Over on SMC there is a thread on Ark stones. I decided to expand it to include JNats. Here is what I published.
While natural stones have been around much longer than synthetic stones
they are not as easy to classify and to understand. The other thread on
the forum about Ark stones sent me to the shop this afternoon to check a
couple of things out. I like natural stones for honing and polishing
and will normally use man made stones to grind. For grinding the most
important thing is speed with less importance for the scratch pattern as
long as it isn't too deep or inconsistent. For honing and polishing
speed is pretty far down the list, what is important is the scratch
pattern. How deep, how steep, and how random the scratches left by the
stone are the three things that determine the quality of the cutting
Synthetic stones are easy, a 5,000 or 10,000 grit stone is, within
reason, pretty much like any other stone of the same grit. So the
sharpening process is easy to figure out, a 1000 grit to grind, a 5000
grit to hone and a 8000/10000 to polish and it makes little never mind
what make of stones you use. Heresy I know, one of the reasons civil
wars are so ugly is because they are fought over such small differences.

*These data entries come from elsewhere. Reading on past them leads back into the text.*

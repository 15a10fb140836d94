//! Settlement report scenarios over the demo directory.
//!
//! GREEN when:
//! - A: hub -> partner native payment is one success record, amount in XRP;
//! - B: issued-currency payment keeps the issued value and currency code;
//! - C: hub -> unmapped address is kept under the unknown-partner label;
//! - D: partner <-> partner traffic without the hub is excluded;
//! - E: an empty selection equals selecting every partner;
//! - output is deterministic and ordered newest first.

use rust_decimal::Decimal;
use rust_decimal_macros::dec;
use serde_json::{json, Value};
use stl_directory::{load_settlement_config_from_strings, Directory, Profile};
use stl_reconcile::reconcile;
use stl_schemas::{PaymentStatus, RawTransaction, SettlementReport, UNKNOWN_PARTNER};

const HUB: &str = "rL6UxaJR8WkyYmDzBtDP14t9vhCpLDyTDe";
const PAYPAY: &str = "r3jF6kpULQUJwZsTTNzboZTr2zPRpNtQrU";
const BANK_A: &str = "rHb9CJAWyB4rj91VRWn96DkukG4bwdtyTh";
const BANK_B: &str = "rPEPPER7kfTD9w2To4CQk6UCfuHM9c6GDY";
const STRANGER: &str = "rDsbeomae4FXwgQTJp9Rs64Qg9vDiTCdBv";
const ISSUER: &str = "rJ1adrpGS3xsnQMb9Cw54tWJVFPuSdZHKt";

fn directory() -> Directory {
    load_settlement_config_from_strings(Profile::Demo, &[])
        .unwrap()
        .directory
}

fn account_root(address: &str) -> Value {
    json!({ "ModifiedNode": {
        "LedgerEntryType": "AccountRoot",
        "FinalFields": { "Account": address }
    }})
}

fn entry(hash: &str, from: &str, to: &str, amount: Value, date: i64, result: &str) -> RawTransaction {
    let value = json!({
        "tx": {
            "hash": hash,
            "TransactionType": "Payment",
            "Account": from,
            "Destination": to,
            "Amount": amount,
            "date": date
        },
        "meta": {
            "TransactionResult": result,
            "AffectedNodes": [account_root(from), account_root(to)]
        },
        "validated": true
    });
    RawTransaction::from_entry(&value).unwrap()
}

fn run(history: &[RawTransaction], keys: &[&str]) -> SettlementReport {
    let dir = directory();
    let selected = dir.select(keys).unwrap();
    reconcile(dir.hub_address(), history, &selected, &dir)
}

#[test]
fn scenario_a_native_payment_to_partner() {
    let history = vec![entry("A1", HUB, PAYPAY, json!("12500000"), 780_000_000, "tesSUCCESS")];
    let report = run(&history, &[]);

    assert_eq!(report.payments.len(), 1);
    let p = &report.payments[0];
    assert_eq!(p.amount, dec!(12.5));
    assert_eq!(p.currency, "XRP");
    assert_eq!(p.status, PaymentStatus::Success);
    assert_eq!(p.partner, "PG");
    assert_eq!(p.id, "A1");
    assert_eq!(p.tx_hash, "A1");
    assert_eq!(p.from, HUB);
    assert_eq!(p.to, PAYPAY);

    let pg = report.stats.iter().find(|s| s.partner == "PG").unwrap();
    assert_eq!(pg.total_transactions, 1);
    assert_eq!(pg.successful_transactions, 1);
    assert_eq!(pg.total_amount, dec!(12.5));
    assert_eq!(pg.avg_amount, dec!(12.5));
    assert_eq!(pg.success_rate, dec!(100));
}

#[test]
fn scenario_b_issued_currency_payment() {
    let amount = json!({ "currency": "JPY", "issuer": ISSUER, "value": "12500" });
    let history = vec![entry("B1", HUB, BANK_B, amount, 780_000_000, "tesSUCCESS")];
    let report = run(&history, &["bank_b"]);

    assert_eq!(report.payments.len(), 1);
    let p = &report.payments[0];
    assert_eq!(p.amount, dec!(12500));
    assert_eq!(p.currency, "JPY");
    assert_eq!(p.partner, "Bank B (Hana)");
}

#[test]
fn scenario_c_unmapped_counterparty_is_labelled_not_dropped() {
    // Routed through a tracked partner, delivered to an address the
    // directory does not know.
    let mut tx = entry("C1", HUB, STRANGER, json!("1000000"), 780_000_000, "tesSUCCESS");
    if let Some(nodes) = tx
        .meta
        .as_mut()
        .and_then(|m| m.get_mut("AffectedNodes"))
        .and_then(Value::as_array_mut)
    {
        nodes.push(account_root(PAYPAY));
    }

    let report = run(&[tx], &[]);
    assert_eq!(report.payments.len(), 1);
    assert_eq!(report.payments[0].partner, UNKNOWN_PARTNER);

    let unknown = report.stats.last().unwrap();
    assert_eq!(unknown.partner, UNKNOWN_PARTNER);
    assert_eq!(unknown.total_transactions, 1);
    assert_eq!(unknown.total_amount, dec!(1));
}

#[test]
fn scenario_d_partner_to_partner_without_hub_is_excluded() {
    let history = vec![entry("D1", PAYPAY, BANK_A, json!("5000000"), 780_000_000, "tesSUCCESS")];
    let report = run(&history, &["paypay", "bank_a"]);
    assert!(report.payments.is_empty());
    assert!(report.stats.iter().all(|s| s.total_transactions == 0));
}

#[test]
fn scenario_e_empty_selection_equals_all_partners() {
    let history = vec![
        entry("E1", HUB, PAYPAY, json!("1000000"), 780_000_100, "tesSUCCESS"),
        entry("E2", BANK_A, HUB, json!("2000000"), 780_000_050, "tecPATH_DRY"),
        entry("E3", HUB, BANK_B, json!("3000000"), 780_000_000, "tesSUCCESS"),
    ];
    let dir = directory();
    let all_keys: Vec<&str> = dir.partners().iter().map(|p| p.key.as_str()).collect();

    let empty = run(&history, &[]);
    let all = run(&history, &all_keys);
    assert_eq!(empty, all);
    assert_eq!(empty.stats.len(), 6);
}

#[test]
fn selection_order_does_not_change_the_report() {
    let history = vec![
        entry("P1", HUB, PAYPAY, json!("1000000"), 780_000_100, "tesSUCCESS"),
        entry("P2", BANK_A, HUB, json!("2000000"), 780_000_000, "tesSUCCESS"),
    ];
    let dir = directory();
    let mut reversed: Vec<&str> = dir.partners().iter().map(|p| p.key.as_str()).collect();
    reversed.reverse();

    assert_eq!(run(&history, &reversed), run(&history, &[]));
    assert_eq!(
        run(&history, &["paypay", "bank_a"]),
        run(&history, &["bank_a", "paypay"])
    );

    let labels: Vec<String> = run(&history, &["paypay", "bank_a"])
        .stats
        .into_iter()
        .map(|s| s.partner)
        .collect();
    assert_eq!(labels, vec!["Bank A (Shinhan)", "PG"]);
}

#[test]
fn amounts_beyond_decimal_range_do_not_abort_the_report() {
    let big = |hash: &str, value: &str| {
        let amount = json!({ "currency": "JPY", "issuer": ISSUER, "value": value });
        entry(hash, HUB, BANK_B, amount, 780_000_000, "tesSUCCESS")
    };
    let history = vec![
        big("X1", "5e28"),
        big("X2", "5e28"),
        big("X3", "1e30"),
        entry("X4", HUB, PAYPAY, json!("1000000"), 780_000_000, "tesSUCCESS"),
    ];

    let report = run(&history, &[]);
    assert_eq!(report.payments.len(), 4);

    let bank_b = report.stats.iter().find(|s| s.partner == "Bank B (Hana)").unwrap();
    assert_eq!(bank_b.total_transactions, 3);
    assert_eq!(bank_b.total_amount, Decimal::MAX);

    let x3 = report.payments.iter().find(|p| p.id == "X3").unwrap();
    assert_eq!(x3.amount, Decimal::MAX);

    let pg = report.stats.iter().find(|s| s.partner == "PG").unwrap();
    assert_eq!(pg.total_amount, dec!(1));
}

#[test]
fn counterparty_from_metadata_when_hub_is_not_a_primary_party() {
    // Cross-currency path: the hub only appears as an intermediate balance.
    let mut tx = entry("M1", STRANGER, STRANGER, json!("1000000"), 780_000_000, "tesSUCCESS");
    tx.meta = Some(json!({
        "TransactionResult": "tesSUCCESS",
        "AffectedNodes": [
            account_root(STRANGER),
            { "ModifiedNode": {
                "LedgerEntryType": "RippleState",
                "FinalFields": {
                    "LowLimit": { "currency": "JPY", "issuer": HUB, "value": "0" },
                    "HighLimit": { "currency": "JPY", "issuer": BANK_A, "value": "100000" }
                }
            }}
        ]
    }));

    let report = run(&[tx], &[]);
    assert_eq!(report.payments.len(), 1);
    assert_eq!(report.payments[0].partner, "Bank A (Shinhan)");
}

#[test]
fn selection_narrows_relevance() {
    let history = vec![
        entry("S1", HUB, PAYPAY, json!("1000000"), 780_000_000, "tesSUCCESS"),
        entry("S2", HUB, BANK_A, json!("1000000"), 780_000_000, "tesSUCCESS"),
    ];
    let report = run(&history, &["bank_a"]);
    let ids: Vec<&str> = report.payments.iter().map(|p| p.id.as_str()).collect();
    assert_eq!(ids, vec!["S2"]);
    let labels: Vec<&str> = report.stats.iter().map(|s| s.partner.as_str()).collect();
    assert_eq!(labels, vec!["Bank A (Shinhan)"]);
}

#[test]
fn payments_are_newest_first_with_stable_ties() {
    let history = vec![
        entry("OLD", HUB, PAYPAY, json!("1000000"), 700_000_000, "tesSUCCESS"),
        entry("TIE1", HUB, PAYPAY, json!("1000000"), 750_000_000, "tesSUCCESS"),
        entry("NEW", HUB, PAYPAY, json!("1000000"), 800_000_000, "tesSUCCESS"),
        entry("TIE2", HUB, PAYPAY, json!("1000000"), 750_000_000, "tesSUCCESS"),
    ];
    let report = run(&history, &[]);
    let ids: Vec<&str> = report.payments.iter().map(|p| p.id.as_str()).collect();
    assert_eq!(ids, vec!["NEW", "TIE1", "TIE2", "OLD"]);
}

#[test]
fn reconcile_is_idempotent_and_counts_are_consistent() {
    let history = vec![
        entry("I1", HUB, PAYPAY, json!("1000000"), 780_000_000, "tesSUCCESS"),
        entry("I2", HUB, PAYPAY, json!("2500000"), 780_000_010, "tecNO_DST"),
        entry("I3", BANK_A, HUB, json!({ "currency": "JPY", "value": "300" }), 780_000_020, "tesSUCCESS"),
    ];
    let a = serde_json::to_string(&run(&history, &[])).unwrap();
    let b = serde_json::to_string(&run(&history, &[])).unwrap();
    assert_eq!(a, b);

    let report = run(&history, &[]);
    for s in &report.stats {
        let count = report.payments.iter().filter(|p| p.partner == s.partner).count() as u64;
        assert_eq!(s.total_transactions, count);
        assert!(s.successful_transactions <= s.total_transactions);
        assert!(s.success_rate >= Decimal::ZERO && s.success_rate <= Decimal::ONE_HUNDRED);
    }

    let pg = report.stats.iter().find(|s| s.partner == "PG").unwrap();
    assert_eq!(pg.total_amount, dec!(3.5));
    assert_eq!(pg.avg_amount, dec!(1));
    assert_eq!(pg.success_rate, dec!(50));
}

#[test]
fn malformed_relevant_entries_are_kept_with_defaults() {
    let raw = RawTransaction::from_entry(&json!({
        "Account": HUB,
        "Destination": PAYPAY,
        "Amount": { "weird": true },
        "date": 780_000_000
    }))
    .unwrap();
    let report = run(&[raw], &[]);
    assert_eq!(report.payments.len(), 1);
    let p = &report.payments[0];
    assert_eq!(p.status, PaymentStatus::Pending);
    assert_eq!(p.amount, Decimal::ZERO);
    assert_eq!(p.currency, "XRP");
    assert!(p.id.starts_with("tx_"));
    assert_eq!(p.tx_hash, "");
}

#[test]
fn report_serializes_with_camel_case_contract() {
    let history = vec![entry("J1", HUB, PAYPAY, json!("12500000"), 780_000_000, "tesSUCCESS")];
    let v = serde_json::to_value(run(&history, &["paypay"])).unwrap();
    assert_eq!(v["payments"][0]["txHash"], "J1");
    assert_eq!(v["payments"][0]["amount"], 12.5);
    assert_eq!(v["payments"][0]["status"], "success");
    assert_eq!(v["payments"][0]["timestamp"], "2024-09-18T18:40:00.000Z");
    assert_eq!(v["stats"][0]["totalTransactions"], 1);
    assert_eq!(v["stats"][0]["successRate"], 100.0);
}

With natural stones grit has no meaning. Sometimes you will see a grit
range assigned to a stone but what that is telling you is the stone may
give a finish similar to a synthetic stone of that grit range. The only
real test is to take metal to stone and see what it does.
With Ark stones specific gravity can be a good starting point, the
higher the specific gravity the finer the stone will usually cut. With
JNats hardness can be a clue but so many things can affect the quality
of the finish the only way to know if a stone is a soul mate is to use
it. The reason for that is in the structure of a JNat. A synthetic stone
is made of sized grit particles that break free during the sharpening
process and while they will break down some they remain more or less
square particles. A JNat cutting particles are flake like and while they
do not change much in size in the slurry they do get thinner and
because they are flake like the scratch pattern is smoother.
This is just my opinion with nothing to back it up but one of the
reasons synthetic stones give such a shinny surface is because of their
sharp sided scratches. With JNats some of the most prized stones leave a
Kasumi or cloudy surface. In fact my favorite JNat finishing stone
isn't very hard but it makes slurry very easily and leaves a beautiful
Kasumi finish and edges that last a long time.